→ **WHAT TO WORK ON**
In the listing below, a line holding "let name = self.resolution_name(native_name, None)?;" and a line holding "their display name" mark the range. Retype both exactly, with all lines between them.

====

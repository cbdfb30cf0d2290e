//! Operator symbol translation between native names and optimizer operators.

use crate::expression::{Operator, OperatorKind, OperatorRef, StdOperator};
use crate::native::{
    AstNode, AstNodeFactory, BuiltinFunctionRegistry, FunctionInfo, FunctionRegistry,
    NativeHandle, NodeFactory, TokenType,
};
use crate::translator::error::{Result, TranslateError};
use crate::translator::reverse::{ReverseStage, StageOutcome};
use crate::translator::table::OperatorTable;
use crate::types::DataType;
use log::{trace, warn};
use std::sync::{Arc, OnceLock};

/// Null-safe equality has no optimizer equivalent that join reordering handles
const NULL_SAFE_EQUALS: &str = "<=>";

/// Bidirectional translator between native functions and optimizer operators
pub struct SymbolTranslator {
    table: Arc<OperatorTable>,
    registry: Arc<dyn FunctionRegistry>,
    factory: Arc<dyn NodeFactory>,
}

impl SymbolTranslator {
    /// Bootstrap the operator table against `registry`
    pub fn new(registry: Arc<dyn FunctionRegistry>) -> Self {
        let table = Arc::new(OperatorTable::bootstrap(registry.as_ref()));
        Self::with_parts(table, registry, Arc::new(AstNodeFactory))
    }

    pub fn with_parts(
        table: Arc<OperatorTable>,
        registry: Arc<dyn FunctionRegistry>,
        factory: Arc<dyn NodeFactory>,
    ) -> Self {
        Self {
            table,
            registry,
            factory,
        }
    }

    /// Process-wide translator over the built-in function registry
    pub fn global() -> &'static SymbolTranslator {
        static GLOBAL: OnceLock<SymbolTranslator> = OnceLock::new();
        GLOBAL.get_or_init(|| SymbolTranslator::new(Arc::new(BuiltinFunctionRegistry::with_builtins())))
    }

    pub fn table(&self) -> &OperatorTable {
        &self.table
    }

    pub fn registry(&self) -> &dyn FunctionRegistry {
        self.registry.as_ref()
    }

    pub fn factory(&self) -> &dyn NodeFactory {
        self.factory.as_ref()
    }

    /// Resolve a native function application to an optimizer operator.
    ///
    /// `hint` is the native descriptor of the function when the caller has
    /// it; unary negation and identity are recognized from it directly.
    /// Unknown names yield a user-defined operator built for exactly this
    /// signature.
    pub fn resolve_operator(
        &self,
        native_name: &str,
        hint: Option<&FunctionInfo>,
        arg_types: &[DataType],
        ret_type: &DataType,
    ) -> Result<OperatorRef> {
        if let Some(info) = hint {
            match info.handle {
                NativeHandle::Negative => return Ok(StdOperator::UnaryMinus.operator()),
                NativeHandle::Positive => return Ok(StdOperator::UnaryPlus.operator()),
                _ => {}
            }
        }

        let name = self.resolution_name(native_name, hint)?;
        self.resolve_function(&name, arg_types, ret_type)
    }

    /// Resolve an aggregate function; unknown names yield a user-defined
    /// aggregate exposing its declared parameter and return types
    pub fn resolve_aggregate(
        &self,
        native_name: &str,
        arg_types: &[DataType],
        ret_type: &DataType,
    ) -> Result<OperatorRef> {
        let name = self.resolution_name(native_name, None)?;
        reject_unsupported(&name)?;

        match self.table.operator(&name) {
            Some(std) => Ok(std.operator()),
            None => Ok(Arc::new(Operator::user_defined_aggregate(
                &name, arg_types, ret_type,
            ))),
        }
    }

    /// Resolve by already-normalized native name
    pub fn resolve_function(
        &self,
        name: &str,
        arg_types: &[DataType],
        ret_type: &DataType,
    ) -> Result<OperatorRef> {
        reject_unsupported(name)?;

        match self.table.operator(name) {
            Some(std) => Ok(std.operator()),
            None => {
                trace!("Synthesizing user-defined operator {}", name);
                Ok(Arc::new(Operator::user_defined(name, arg_types, ret_type)))
            }
        }
    }

    /// Case-normalize a native name and map aliases onto their display name
    pub fn canonical_name(&self, native_name: &str) -> String {
        let normalized = self.registry.normalize_name(native_name);
        match self.registry.lookup(&normalized) {
            Some(info) => info.display_name,
            None => normalized,
        }
    }

    fn resolution_name(&self, native_name: &str, hint: Option<&FunctionInfo>) -> Result<String> {
        if !native_name.trim().is_empty() {
            return Ok(self.canonical_name(native_name));
        }
        match hint {
            Some(info) => {
                warn!(
                    "The function text was empty, name from descriptor is {}",
                    info.display_name
                );
                Ok(info.display_name.clone())
            }
            None => Err(TranslateError::MissingFunctionName),
        }
    }

    /// Find the native function behind an optimizer operator.
    ///
    /// Stages run in [`ReverseStage::ALL`] order; the first one that
    /// resolves wins. A cast to a type outside the native cast table is an
    /// error, never `None`.
    pub fn resolve_native(
        &self,
        op: &Operator,
        result_type: &DataType,
    ) -> Result<Option<FunctionInfo>> {
        for stage in ReverseStage::ALL {
            if let StageOutcome::Resolved(info) = stage.run(self, op, result_type)? {
                trace!("Resolved {} to native {} at {:?}", op, info.display_name, stage);
                return Ok(Some(info));
            }
        }
        Ok(None)
    }

    /// Determinism of the native function behind `op`, if it resolves
    pub fn is_deterministic(&self, op: &Operator, result_type: &DataType) -> Result<Option<bool>> {
        Ok(self
            .resolve_native(op, result_type)?
            .map(|info| info.deterministic))
    }

    /// Native name to emit for a generic function application of `op`
    pub fn native_function_name<'a>(&'a self, op: &'a Operator) -> &'a str {
        op.std
            .and_then(|std| self.table.native_name(std))
            .unwrap_or(&op.name)
    }

    /// Rebuild the native syntax node for a call of `op` over already
    /// translated operands.
    ///
    /// Casts produce a bare `TOK_FUNCTION` without a name; the caller
    /// supplies the target type node.
    pub fn rebuild_native_node(&self, op: &Operator, children: Vec<AstNode>) -> AstNode {
        let factory = self.factory.as_ref();

        let mut node = match op.std.and_then(|std| self.table.token(std)) {
            Some(token) => factory.create_token(token.token, &token.text),
            None => match op.kind {
                OperatorKind::Cast => factory.create_token(TokenType::TokFunction, "TOK_FUNCTION"),
                OperatorKind::UnaryMinus => factory.create_token(TokenType::Minus, "-"),
                OperatorKind::UnaryPlus => factory.create_token(TokenType::Plus, "+"),
                OperatorKind::Count if children.is_empty() => {
                    let mut star =
                        factory.create_token(TokenType::TokFunctionStar, "TOK_FUNCTIONSTAR");
                    let name = factory.create_token(TokenType::Identifier, self.native_function_name(op));
                    factory.add_child(&mut star, name);
                    star
                }
                _ => factory.create_function_call(self.native_function_name(op)),
            },
        };

        for child in children {
            factory.add_child(&mut node, child);
        }
        node
    }

    /// Rebuild a flattened associative call (`and[x, y, z]`) as the
    /// right-deep binary chain `and(x, and(y, z))`
    pub fn rebuild_associative_chain(&self, op: &Operator, children: Vec<AstNode>) -> Result<AstNode> {
        let token = op
            .std
            .and_then(|std| self.table.token(std))
            .ok_or_else(|| TranslateError::MissingToken(op.name.clone()))?;
        let factory = self.factory.as_ref();

        let mut remaining = children.into_iter().rev();
        let mut chain = remaining
            .next()
            .ok_or_else(|| TranslateError::EmptyChain(op.name.clone()))?;
        for child in remaining {
            let mut node = factory.create_token(token.token, &token.text);
            factory.add_child(&mut node, child);
            factory.add_child(&mut node, chain);
            chain = node;
        }
        Ok(chain)
    }
}

fn reject_unsupported(name: &str) -> Result<()> {
    if name.trim() == NULL_SAFE_EQUALS {
        warn!("Rejecting {} for cost-based optimization", NULL_SAFE_EQUALS);
        return Err(TranslateError::Unsupported(NULL_SAFE_EQUALS.to_string()));
    }
    Ok(())
}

====

→ **YOUR RESPONSE**
        let name = self.resolution_name(native_name, None)?;
        reject_unsupported(&name)?;

        match self.table.operator(&name) {
            Some(std) => Ok(std.operator()),
            None => Ok(Arc::new(Operator::user_defined_aggregate(
                &name, arg_types, ret_type,
            ))),
        }
    }

    /// Resolve by already-normalized native name
    pub fn resolve_function(
        &self,
        name: &str,
        arg_types: &[DataType],
        ret_type: &DataType,
    ) -> Result<OperatorRef> {
        reject_unsupported(name)?;

        match self.table.operator(name) {
            Some(std) => Ok(std.operator()),
            None => {
                trace!("Synthesizing user-defined operator {}", name);
                Ok(Arc::new(Operator::user_defined(name, arg_types, ret_type)))
            }
        }
    }

    /// Case-normalize a native name and map aliases onto their display name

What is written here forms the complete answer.